Пожилой человек сидел и курил у открытой двери этой многообещающей обители – истинный представитель старшего поколения неаполитанцев. Кожа его лица походила на кусок коричневого пергамента, испещренного глубокими бороздами и морщинами, как будто время, относясь неодобрительно к истории, которую он сам на нем описал, затерло все ее следы, так чтобы никто впредь не смог прочесть того, что когда-то было четким текстом. Единственную живость его лица, казалось, сохранили в себе только глаза, которые казались двумя черными бусинками и бегали из стороны в сторону с беспокойством и подозрительностью. Он меня заметил, но притворился, что все его внимание поглощало глубокое созерцание участка синего неба, который просвечивал между близко стоящими домами узкой улицы. Я обратился к нему, и он быстро перенес свой пристальный взгляд вниз и уставился на меня с острым интересом.

«Я прибыл из долгого путешествия, – сказал я кратко, так как он представлялся мне не тем человеком, кому я мог бы полностью довериться, – и я потерял часть одежды из-за несчастного случая в пути. Вы продадите мне костюм? Мне подойдет любой – я не привереда».

Старик вытащил трубку изо рта.

«Вы боитесь чумы?» – спросил он.

«Я только что оправился от этой болезни», – ответил я холодно.

Он внимательно осмотрел меня с головы до ног и затем разразился низким каркающим смехом.

«Ха! Ха! – говорил он сам себе и одновременно мне. – Хорош, хорош! Он прямо, как и я – не боится, не боится! Мы оба не трусы. Мы не виним святые небеса за то, что они посылают на нас чуму. Ах, эта прекрасная чума! Я ее обожаю! Я скупаю всю одежду, какую только могу достать, снятую с трупов, ведь это всегда прекрасная одежда. И я никогда ее не стираю. А продаю ее снова в том же виде. Да! Да! А почему бы и нет? Люди должны умирать и чем скорее, тем лучше! Я помогаю в этом Господу, как могу». И старый богохульник искренне перекрестился.

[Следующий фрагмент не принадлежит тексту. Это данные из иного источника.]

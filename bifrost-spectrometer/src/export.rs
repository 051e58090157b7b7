//! Pixel data for SQW files.
//!
//! Events are histogrammed by detector, instrument setting and incident
//! energy. Every histogram cell is one observation with momentum and energy
//! transfer computed at the bin centre. The observations are ordered by the
//! image bins `(u1, u2, u3, u4) = (Qx, Qy, Qz, ΔE)` with `u4` varying
//! slowest, and flattened into `f32` rows.

#![allow(
    clippy::cast_precision_loss,
    clippy::cast_possible_truncation,
    clippy::cast_sign_loss
)]

use crate::conversion::{
    energy_transfer, lab_momentum_transfer_from_incident_energy,
    rotate_to_sample_table_momentum_transfer,
};
use crate::histogram::{bin_index, resolve_edges, BinSpec};
use bifrost_core::{DataArray, Error, Result, Unit, Variable};
use log::{info, warn};
use nalgebra::Vector3;
use ndarray::{Array4, ArrayD};

#[cfg(feature = "serde")]
use serde::{Deserialize, Serialize};

/// Number of columns of a pixel row.
pub const PIXEL_COLUMNS: usize = 9;

const OBSERVATION_DIM: &str = "observation";

/// Number of image bins along `u1..u4`.
#[derive(Debug, Clone, Copy, PartialEq, Eq)]
#[cfg_attr(feature = "serde", derive(Serialize, Deserialize))]
pub struct SqwBinSizes {
    pub u1: usize,
    pub u2: usize,
    pub u3: usize,
    pub u4: usize,
}

impl Default for SqwBinSizes {
    fn default() -> Self {
        Self {
            u1: 50,
            u2: 50,
            u3: 50,
            u4: 50,
        }
    }
}

impl SqwBinSizes {
    fn as_array(self) -> [usize; 4] {
        [self.u1, self.u2, self.u3, self.u4]
    }
}

/// SQW pixel rows `[u1, u2, u3, u4, irun, idet, ien, signal, error²]`.
///
/// `u1..u3` are in 1/Å and `u4` in meV. `irun`, `idet` and `ien` are
/// one-based.
#[derive(Debug, Clone, PartialEq)]
pub struct SqwPixelBuffer {
    pub rows: Vec<[f32; PIXEL_COLUMNS]>,
    /// Observations per image bin, shaped `(u1, u2, u3, u4)`.
    pub counts: Array4<usize>,
    /// Image bin edges along `u1..u4`.
    pub edges: [Vec<f64>; 4],
    /// Image bin `(u1, u2, u3, u4)` of every row, in row order.
    pub image_index: Vec<[usize; 4]>,
}

impl SqwPixelBuffer {
    #[must_use]
    pub fn len(&self) -> usize {
        self.rows.len()
    }

    #[must_use]
    pub fn is_empty(&self) -> bool {
        self.rows.is_empty()
    }
}

/// Build SQW pixel data from normalized events.
///
/// `events` must be binned with dimensions `(*logical, a3, a4)`, carry the
/// event coordinate `incident_energy` and the coordinates `final_energy`,
/// `final_wavevector`, `incident_beam`, `detector_number`, `a3` and `a4`.
///
/// # Errors
/// Returns [`Error::Unsupported`] if `a4` is not constant and errors for
/// missing coordinates or empty energy ranges.
pub fn sqw_pixel_buffer(
    events: &DataArray,
    energy_bins: &BinSpec,
    bin_sizes: SqwBinSizes,
    gravity: Vector3<f64>,
) -> Result<SqwPixelBuffer> {
    if !events.coord("a4")?.is_uniform() {
        return Err(Error::Unsupported(
            "a4 must be constant for all events".to_string(),
        ));
    }
    let (n3, n4) = match (events.size_of("a3"), events.size_of("a4")) {
        (Some(n3), Some(n4)) => (n3, n4),
        _ => {
            return Err(Error::ShapeMismatch(format!(
                "events must be grouped by a3 and a4, got {:?}",
                events.dims()
            )))
        }
    };
    let table = events.require_events()?;
    let n_bins = events.n_bins();

    let ei = events
        .event_coord("incident_energy")?
        .to_unit(&Unit::MILLI_ELECTRON_VOLT)?
        .to_vec::<f64>()?;
    let keep = vec![true; ei.len()];
    let ei_coord = Variable::floats_1d("incident_energy", ei.clone(), Unit::MILLI_ELECTRON_VOLT);
    let ei_edges = resolve_edges("incident_energy", energy_bins, &ei_coord, &ei, &keep)?;
    let n_energy = ei_edges.len() - 1;

    let mut signal = vec![0.0; n_bins * n_energy];
    let mut error2 = vec![0.0; n_bins * n_energy];
    for (i, (&bin, &e)) in table.bin.iter().zip(&ei).enumerate() {
        if let Some(j) = bin_index(&ei_edges, e) {
            signal[bin * n_energy + j] += table.weights[i];
            error2[bin * n_energy + j] += table.variances.as_ref().map_or(0.0, |v| v[i]);
        }
    }

    // One observation per (bin, energy) cell.
    let n_obs = n_bins * n_energy;
    let cell_bin: Vec<usize> = (0..n_obs).map(|k| k / n_energy).collect();
    let centers: Vec<f64> = (0..n_obs)
        .map(|k| {
            let j = k % n_energy;
            0.5 * (ei_edges[j] + ei_edges[j + 1])
        })
        .collect();
    let gather = |name: &str| {
        events
            .coord(name)?
            .gather(events.dims(), events.shape(), &cell_bin, OBSERVATION_DIM)
    };
    let incident_energy = Variable::floats_1d(OBSERVATION_DIM, centers, Unit::MILLI_ELECTRON_VOLT);
    let q_lab = lab_momentum_transfer_from_incident_energy(
        &incident_energy,
        &gather("incident_beam")?,
        &gather("final_wavevector")?,
    )?;
    let gravity = Variable::vector(gravity, Unit::METER_PER_SECOND_SQUARED);
    let q = rotate_to_sample_table_momentum_transfer(&gather("a3")?, &q_lab, &gravity)?
        .to_unit(&Unit::INVERSE_ANGSTROM)?
        .to_vec::<Vector3<f64>>()?;
    let delta_e = energy_transfer(&incident_energy, &gather("final_energy")?)?
        .to_unit(&Unit::MILLI_ELECTRON_VOLT)?
        .to_vec::<f64>()?;
    let detector_number = gather("detector_number")?.to_float()?.to_vec::<f64>()?;

    let u: Vec<[f64; 4]> = q
        .iter()
        .zip(&delta_e)
        .map(|(q, e)| [q.x, q.y, q.z, *e])
        .collect();
    let finite: Vec<bool> = u.iter().map(|u| u.iter().all(|x| x.is_finite())).collect();
    let n_dropped = finite.iter().filter(|f| !**f).count();
    if n_dropped > 0 {
        warn!("Dropping {n_dropped} observations with non-finite coordinates");
    }
    let sizes = bin_sizes.as_array();
    let mut edges: [Vec<f64>; 4] = Default::default();
    for (axis, n) in sizes.iter().enumerate() {
        let column: Vec<f64> = u.iter().map(|u| u[axis]).collect();
        let name = format!("u{}", axis + 1);
        let coord = Variable::floats_1d(&name, column.clone(), Unit::DIMENSIONLESS);
        edges[axis] = resolve_edges(&name, &BinSpec::Count(*n), &coord, &column, &finite)?;
    }

    let mut counts = Array4::<usize>::zeros((sizes[0], sizes[1], sizes[2], sizes[3]));
    let mut ordered: Vec<([usize; 4], usize)> = Vec::with_capacity(n_obs);
    let mut outside = 0;
    for (k, u) in u.iter().enumerate() {
        if !finite[k] {
            continue;
        }
        let mut index = [0; 4];
        let inside = (0..4).all(|axis| match image_bin(&edges[axis], u[axis]) {
            Some(i) => {
                index[axis] = i;
                true
            }
            None => false,
        });
        if !inside {
            outside += 1;
            continue;
        }
        counts[index] += 1;
        ordered.push(([index[3], index[2], index[1], index[0]], k));
    }
    if outside > 0 {
        warn!("Dropping {outside} observations outside the image range");
    }
    ordered.sort_by_key(|(key, _)| *key);
    let image_index: Vec<[usize; 4]> = ordered
        .iter()
        .map(|([i4, i3, i2, i1], _)| [*i1, *i2, *i3, *i4])
        .collect();

    let rows: Vec<[f32; PIXEL_COLUMNS]> = ordered
        .iter()
        .map(|&(_, k)| {
            let bin = cell_bin[k];
            let setting = bin % (n3 * n4);
            let (i3, i4) = (setting / n4, setting % n4);
            let irun = i3 + i4 * n3 + 1;
            let ien = k % n_energy + 1;
            [
                u[k][0] as f32,
                u[k][1] as f32,
                u[k][2] as f32,
                u[k][3] as f32,
                irun as f32,
                (detector_number[k] + 1.0) as f32,
                ien as f32,
                signal[k] as f32,
                error2[k] as f32,
            ]
        })
        .collect();
    info!(
        "Prepared {} SQW pixels from {} events in {} runs",
        rows.len(),
        table.len(),
        n3 * n4
    );
    Ok(SqwPixelBuffer {
        rows,
        counts,
        edges,
        image_index,
    })
}

/// Image bin of `x`; the top edge belongs to the last bin.
fn image_bin(edges: &[f64], x: f64) -> Option<usize> {
    match bin_index(edges, x) {
        Some(i) => Some(i),
        None if edges.last() == Some(&x) => Some(edges.len() - 2),
        None => None,
    }
}

/// Mean signal per image bin, NaN for empty bins.
#[must_use]
pub fn image_mean(buffer: &SqwPixelBuffer) -> ArrayD<f64> {
    let mut sum = ArrayD::<f64>::zeros(buffer.counts.shape());
    for (row, index) in buffer.rows.iter().zip(&buffer.image_index) {
        sum[index.as_slice()] += f64::from(row[7]);
    }
    ndarray::Zip::from(&mut sum)
        .and(buffer.counts.view().into_dyn())
        .for_each(|s, &n| *s = if n == 0 { f64::NAN } else { *s / n as f64 });
    sum
}

#[cfg(test)]
mod tests {
    use super::*;
    use approx::assert_relative_eq;
    use bifrost_core::{EventTable, EVENT_DIM};

    /// Two detectors, two a3 settings, one a4.
    fn normalized_events() -> DataArray {
        let bins = vec![0, 0, 1, 2, 3, 3, 3];
        let ei = vec![5.0, 5.5, 6.0, 5.1, 6.9, 6.8, 5.2];
        let mut table = EventTable::unit_weights(bins);
        table
            .insert_coord("incident_energy", Variable::floats_1d(EVENT_DIM, ei, Unit::MILLI_ELECTRON_VOLT))
            .unwrap();
        let mut da = DataArray::binned(&["detector", "a3", "a4"], &[2, 2, 1], table, Unit::COUNTS).unwrap();
        da.insert_coord("detector_number", Variable::ints_1d("detector", vec![10, 11], Unit::DIMENSIONLESS))
            .unwrap();
        da.insert_coord("final_energy", Variable::floats_1d("detector", vec![2.7, 3.2], Unit::MILLI_ELECTRON_VOLT))
            .unwrap();
        da.insert_coord(
            "final_wavevector",
            Variable::vectors_1d(
                "detector",
                vec![Vector3::new(1.1, 0.0, 0.2), Vector3::new(-1.2, 0.0, 0.3)],
                Unit::INVERSE_ANGSTROM,
            ),
        )
        .unwrap();
        da.insert_coord("incident_beam", Variable::vector(Vector3::new(0.0, 0.0, 160.0), Unit::METER))
            .unwrap();
        da.insert_coord("a3", Variable::floats_1d("a3", vec![0.0, 10.0], Unit::DEGREE))
            .unwrap();
        da.insert_coord("a4", Variable::floats_1d("a4", vec![30.0], Unit::DEGREE))
            .unwrap();
        da
    }

    fn energy_bins() -> BinSpec {
        BinSpec::linspace("incident_energy", 5.0, 7.0, 2, Unit::MILLI_ELECTRON_VOLT)
    }

    #[test]
    fn test_rows_cover_every_cell_and_conserve_signal() {
        let buffer = sqw_pixel_buffer(
            &normalized_events(),
            &energy_bins(),
            SqwBinSizes { u1: 3, u2: 2, u3: 3, u4: 4 },
            Vector3::new(0.0, -9.81, 0.0),
        )
        .unwrap();
        // 2 detectors x 2 settings x 2 energies.
        assert_eq!(buffer.len(), 8);
        let signal: f32 = buffer.rows.iter().map(|r| r[7]).sum();
        assert_relative_eq!(signal, 7.0);
        let error2: f32 = buffer.rows.iter().map(|r| r[8]).sum();
        assert_relative_eq!(error2, 7.0);
        assert_eq!(buffer.counts.sum(), 8);
    }

    #[test]
    fn test_indices_are_one_based() {
        let buffer = sqw_pixel_buffer(
            &normalized_events(),
            &energy_bins(),
            SqwBinSizes::default(),
            Vector3::new(0.0, -9.81, 0.0),
        )
        .unwrap();
        let mut runs: Vec<f32> = buffer.rows.iter().map(|r| r[4]).collect();
        runs.sort_by(f32::total_cmp);
        runs.dedup();
        assert_eq!(runs, vec![1.0, 2.0]);
        assert!(buffer.rows.iter().all(|r| r[5] == 11.0 || r[5] == 12.0));
        assert!(buffer.rows.iter().all(|r| r[6] == 1.0 || r[6] == 2.0));
        // Energy transfer is Ei - Ef at the bin centre.
        let first_detector = buffer
            .rows
            .iter()
            .find(|r| r[5] == 11.0 && r[6] == 1.0)
            .unwrap();
        assert_relative_eq!(first_detector[3], 5.5 - 2.7, max_relative = 1e-6);
    }

    #[test]
    fn test_rows_are_ordered_by_energy_transfer_bin() {
        let buffer = sqw_pixel_buffer(
            &normalized_events(),
            &energy_bins(),
            SqwBinSizes { u1: 1, u2: 1, u3: 1, u4: 4 },
            Vector3::new(0.0, -9.81, 0.0),
        )
        .unwrap();
        assert_eq!(buffer.image_index.len(), buffer.len());
        let bins: Vec<usize> = buffer.image_index.iter().map(|i| i[3]).collect();
        assert!(bins.windows(2).all(|w| w[0] <= w[1]));
        // The lowest energy transfer sits on the first edge and stays in bin 0.
        assert_eq!(bins[0], 0);
        let mean = image_mean(&buffer);
        assert_eq!(mean.shape(), [1, 1, 1, 4]);
    }

    #[test]
    fn test_image_mean_agrees_with_counts() {
        let buffer = sqw_pixel_buffer(
            &normalized_events(),
            &energy_bins(),
            SqwBinSizes { u1: 1, u2: 1, u3: 1, u4: 4 },
            Vector3::new(0.0, -9.81, 0.0),
        )
        .unwrap();
        let mean = image_mean(&buffer);
        for bin in 0..4 {
            let rows: Vec<f64> = buffer
                .rows
                .iter()
                .zip(&buffer.image_index)
                .filter(|(_, index)| index[3] == bin)
                .map(|(row, _)| f64::from(row[7]))
                .collect();
            assert_eq!(rows.len(), buffer.counts[[0, 0, 0, bin]]);
            if rows.is_empty() {
                assert!(mean[[0, 0, 0, bin]].is_nan());
            } else {
                let expected = rows.iter().sum::<f64>() / rows.len() as f64;
                assert_relative_eq!(mean[[0, 0, 0, bin]], expected);
            }
        }
        assert_eq!(buffer.counts.sum(), buffer.len());
    }

    #[test]
    fn test_image_bin_edges() {
        let edges = [2.3, 2.4, 2.5];
        assert_eq!(image_bin(&edges, 2.3), Some(0));
        assert_eq!(image_bin(&edges, 2.5), Some(1));
        assert_eq!(image_bin(&edges, 2.299_999), None);
        assert_eq!(image_bin(&edges, 2.6), None);
    }

    #[test]
    fn test_moving_detector_vessel_is_unsupported() {
        let mut moving = DataArray::binned(
            &["detector", "a3", "a4"],
            &[1, 1, 2],
            EventTable::unit_weights(vec![0, 1]),
            Unit::COUNTS,
        )
        .unwrap();
        moving
            .insert_coord("a4", Variable::floats_1d("a4", vec![30.0, 40.0], Unit::DEGREE))
            .unwrap();
        assert!(matches!(
            sqw_pixel_buffer(&moving, &energy_bins(), SqwBinSizes::default(), Vector3::y()),
            Err(Error::Unsupported(_))
        ));
    }
}
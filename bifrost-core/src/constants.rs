//! Physical constants in SI units (CODATA 2018).

/// Planck constant h in J·s.
pub const PLANCK: f64 = 6.626_070_15e-34;

/// Reduced Planck constant ħ in J·s.
pub const HBAR: f64 = PLANCK / (2.0 * std::f64::consts::PI);

/// Neutron mass in kg.
pub const NEUTRON_MASS: f64 = 1.674_927_498_04e-27;

/// One milli-electronvolt in J.
pub const MILLI_ELECTRON_VOLT: f64 = 1.602_176_634e-22;

/// One ångström in m.
pub const ANGSTROM: f64 = 1e-10;

/// Standard gravitational acceleration in m/s².
pub const STANDARD_GRAVITY: f64 = 9.806_65;

#[cfg(test)]
mod tests {
    use super::*;
    use approx::assert_relative_eq;

    #[test]
    fn test_hbar_matches_planck() {
        assert_relative_eq!(HBAR * 2.0 * std::f64::consts::PI, PLANCK, max_relative = 1e-15);
        assert_relative_eq!(HBAR, 1.054_571_817e-34, max_relative = 1e-9);
    }
}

Я с неприязнью смотрел на него с высоты своего роста. Он наполнял меня таким же отвращением, как и та мерзкая тварь, которая вцепилась в мою шею во время сна в склепе.

«Ну, так что? – сказал я несколько грубо. – Вы мне продадите костюм или нет?»

«Да, да!» – и он тяжело поднялся со своего места. Старик был очень маленького роста и так сильно сгорбился от времени и старческой немощи, что больше походил на изогнутую корягу, чем на человека, когда шел, хромая впереди меня, внутрь темной лавки.

«Проходите, проходите внутрь! Выбирайте: здесь достаточно всего, чтобы удовлетворить любой вкус. Чего бы вы хотели? Смотрите, вот здесь мужской костюм. Ах, какая красивая ткань, какая прочная шерсть! Сделано в Англии? Да, да! Его носил англичанин, такой крупный сильный милорд, который пил пиво и бренди, как воду, и богатый – о небо! – какой богатый! Но чума унесла его, и он умер, проклиная Бога и храбро требуя еще бренди. Ха, ха! Прекрасная смерть, великолепная смерть! Его одежду мне продали за три франка – один, два, три – но вы должны дать мне шесть. Это справедливая цена, не так ли? Я стар и беден. Я должен как-то выкручиваться, чтобы выживать».

Я отбросил в сторону твидовый костюм, который он мне предлагал. «Нет, – сказал я, – я не боюсь чумы, но считаю себя достойным нечто большего, чем костюм отверженного английского выпивохи. Я скорее надену разноцветный балахон шута с карнавала».

Старый торговец засмеялся каркающим смехом, звучавшим, словно грохот камней в оловянном горшке.

«Ладно, ладно! – хихикал он. – Мне это нравится. Хоть вы и старый, но веселый. Нужно всегда смеяться. А почему бы и нет? Сама смерть смеется; вы никогда не замечали, что черепа всегда торжественно хохочут?»

И он запустил длинные худые пальцы в просторный ящик, полный разных предметов одежды, бормоча все время себе под нос. Я стоял около него молча, размышляя над его словами: «Старый, но веселый. Что он имел виду, называя меня старым? Он должно быть совсем ослеп, – думал я, – или выжил из ума». Внезапно он поднял глаза.